Kennedy broke a promise to the Republican senator that he wouldn’t meddle with vaccine policy. Why won’t Cassidy call him out?

Bill Cassidy, the moderate Republican senator who helms the Senate Health Committee, gave a feeble reaction to the committee’s Wednesday hearing with fired CDC Director Susan Monarez.
As a physician, Cassidy’s pro-vaccination stance has put him at odds with President Trump’s anti-vax health secretary, Robert F. Kennedy Jr., whom Cassidy voted to confirm in February. At a September 4 hearing, for instance, the Louisiana senator questioned how Kennedy could reconcile being staunchly anti-vaccine while heaping praise on his boss’s 2020–21 initiative to develop and distribute Covid-19 vaccines. Kennedy’s answers laid bare his cravenness.

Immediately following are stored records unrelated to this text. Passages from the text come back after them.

//! Inbound message handling: one decoded frame in, delegate callbacks out.

use bsatn_core::RowList;
use tracing::{debug, info, warn};

use super::decoder::decode_rows;
use super::delegate::{
    ConnectionDelegate, OneOffQueryResult, OneOffTableRows, ReducerEvent, TableRow,
};
use super::pending::MessageId;
use super::DbConnection;
use crate::error::ClientError;
use crate::protocol::{
    decode_server_frame, DatabaseUpdate, IdentityToken, OneOffQueryResponse, ServerMessage,
    TableUpdate, UpdateStatus,
};

/// How rows of an update are reported.
#[derive(Clone, Copy, PartialEq, Eq)]
enum Apply {
    /// Deletes, then inserts.
    Diff,
    /// Every row is reported as deleted.
    Remove,
}

impl DbConnection {
    /// Decode and dispatch one frame. Failures stay local to the frame.
    pub(crate) fn handle_frame(&self, frame: &[u8]) {
        match decode_server_frame(frame) {
            Ok(msg) => self.handle_message(msg),
            Err(e) => warn!("Dropping undecodable frame ({} bytes): {}", frame.len(), e),
        }
    }

    pub(crate) fn handle_message(&self, msg: ServerMessage) {
        debug!("Received {}", msg.name());
        let delegate = self.delegate();
        let delegate = delegate.as_deref();

        match msg {
            ServerMessage::IdentityToken(token) => self.on_identity(token, delegate),
            ServerMessage::InitialSubscription(m) => {
                self.apply_database_update(m.database_update, Apply::Diff, delegate);
                if let Some(d) = delegate {
                    d.on_subscription_applied(m.request_id, None);
                }
            }
            ServerMessage::TransactionUpdate(tx) => {
                let event = ReducerEvent::from_transaction(&tx);
                match tx.status {
                    UpdateStatus::Committed(update) => {
                        self.apply_database_update(update, Apply::Diff, delegate)
                    }
                    UpdateStatus::Failed(ref reason) => {
                        info!("Reducer '{}' failed: {}", event.reducer_name, reason)
                    }
                    UpdateStatus::OutOfEnergy => {
                        warn!("Reducer '{}' ran out of energy", event.reducer_name)
                    }
                }
                if let Some(d) = delegate {
                    d.on_reducer_event(&event);
                }
            }
            ServerMessage::TransactionUpdateLight(m) => {
                self.apply_database_update(m.update, Apply::Diff, delegate);
            }
            ServerMessage::OneOffQueryResponse(response) => {
                self.on_one_off_response(response, delegate)
            }
            ServerMessage::SubscribeApplied(m) => {
                self.apply_table_update(m.rows.table_rows, Apply::Diff, delegate);
                if let Some(d) = delegate {
                    d.on_subscription_applied(m.request_id, Some(m.query_id));
                }
            }
            ServerMessage::UnsubscribeApplied(m) => {
                self.apply_table_update(m.rows.table_rows, Apply::Remove, delegate);
                if let Some(d) = delegate {
                    d.on_unsubscribe_applied(m.request_id, m.query_id);
                }
            }
            ServerMessage::SubscribeMultiApplied(m) => {
                self.apply_database_update(m.update, Apply::Diff, delegate);
                if let Some(d) = delegate {
                    d.on_subscription_applied(m.request_id, Some(m.query_id));
                }
            }
            ServerMessage::UnsubscribeMultiApplied(m) => {
                self.apply_database_update(m.update, Apply::Remove, delegate);
                if let Some(d) = delegate {
                    d.on_unsubscribe_applied(m.request_id, m.query_id);
                }
            }
            ServerMessage::SubscriptionError(err) => {
                warn!("Subscription error: {}", err.error);
                if let Some(d) = delegate {
                    d.on_subscription_error(&err);
                }
            }
        }
    }

    fn on_identity(&self, msg: IdentityToken, delegate: Option<&dyn ConnectionDelegate>) {
        {
            let mut session = self.inner.session.lock();
            session.identity = Some(msg.identity);
            session.connection_id = Some(msg.connection_id);
            session.reconnect.last_token = Some(msg.token.clone());
        }
        info!("Identity {} (connection {})", msg.identity, msg.connection_id);
        if let Some(d) = delegate {
            d.on_identity_received(msg.identity, &msg.token, msg.connection_id);
        }
    }

    fn on_one_off_response(
        &self,
        response: OneOffQueryResponse,
        delegate: Option<&dyn ConnectionDelegate>,
    ) {
        let Ok(message_id) = MessageId::try_from(response.message_id.as_slice()) else {
            warn!(
                "One-off query response with {}-byte message id",
                response.message_id.len()
            );
            return;
        };

        if !self.inner.session.lock().pending.contains(&message_id) {
            debug!(
                "One-off query response for unknown or expired id {}",
                hex::encode(message_id)
            );
            return;
        }

        let result = match response.error {
            Some(error) => Err(ClientError::QueryFailed(error)),
            None => {
                let tables = response
                    .tables
                    .into_iter()
                    .map(|table| OneOffTableRows {
                        rows: self.decode_table_rows(&table.table_name, table.rows),
                        table_name: table.table_name,
                    })
                    .collect();
                Ok(OneOffQueryResult {
                    tables,
                    host_execution_micros: response.total_host_execution_micros,
                })
            }
        };

        let notify = match (&result, delegate) {
            (Ok(result), Some(d)) => Some((result.clone(), d)),
            _ => None,
        };
        let delivered = self
            .inner
            .session
            .lock()
            .pending
            .complete(&message_id, result);
        if !delivered {
            debug!(
                "One-off query {} already timed out or was cancelled",
                hex::encode(message_id)
            );
            return;
        }
        if let Some((result, d)) = notify {
            d.on_one_off_query_result(&message_id, &result);
        }
    }

    fn apply_database_update(
        &self,
        update: DatabaseUpdate,
        apply: Apply,
        delegate: Option<&dyn ConnectionDelegate>,
    ) {
        for table in update.tables {
            self.apply_table_update(table, apply, delegate);
        }
    }

    fn apply_table_update(
        &self,
        table: TableUpdate,
        apply: Apply,
        delegate: Option<&dyn ConnectionDelegate>,
    ) {
        let Some(d) = delegate else { return };
        let name = table.table_name.clone();
        for update in table.into_query_updates() {
            let update = match update {
                Ok(update) => update,
                Err(e) => {
                    warn!("Skipping update for table '{}': {}", name, e);
                    continue;
                }
            };

            let mut deletes = self.decode_table_rows(&name, update.deletes);
            let inserts = self.decode_table_rows(&name, update.inserts);

            match apply {
                Apply::Diff => {
                    report(d, &name, &deletes, &inserts);
                }
                Apply::Remove => {
                    deletes.extend(inserts);
                    report(d, &name, &deletes, &[]);
                }
            }
        }
    }

    fn decode_table_rows(&self, table: &str, rows: RowList) -> Vec<TableRow> {
        let decoder = self.decoder_for(table);
        decode_rows(decoder.as_deref(), table, rows)
    }
}

fn report(delegate: &dyn ConnectionDelegate, table: &str, deletes: &[TableRow], inserts: &[TableRow]) {
    if !deletes.is_empty() {
        delegate.on_delete(table, deletes);
    }
    if !inserts.is_empty() {
        delegate.on_insert(table, inserts);
    }
}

But Cassidy had his own low moment Wednesday. Seemingly keeping his own political future in mind, he remained reticent after Monarez’s testimony.
As he seeks reelection in 2026, Cassidy faces a competitive GOP primary. He is already on the president’s bad side—due to his past criticism of and impeachment vote against Trump—and his chances would worsen if Trump were to publicly oppose him. Before the hearing, a Republican source close to the White House told CNN, “The White House is watching” and that Cassidy could “seal his own fate” with the hearing—“if he hasn’t already”—if it was perceived as too anti-Kennedy.
Perhaps that accounts for Cassidy’s tight-lipped response to the hearing—during which Monarez revealed that RFK Jr. told her to either fire CDC scientists and rubber-stamp recommendations by his overhauled vaccine advisory committee, or resign.
After the damning testimony, CNN congressional correspondent Manu Raju reported on X that he could only eke out the following answer from Cassidy on Monarez’s claims: “I’ll let her speak for herself.” Pressed further on his feelings about the hearing, the senator replied, “What do you think?” before disappearing behind closing elevator doors.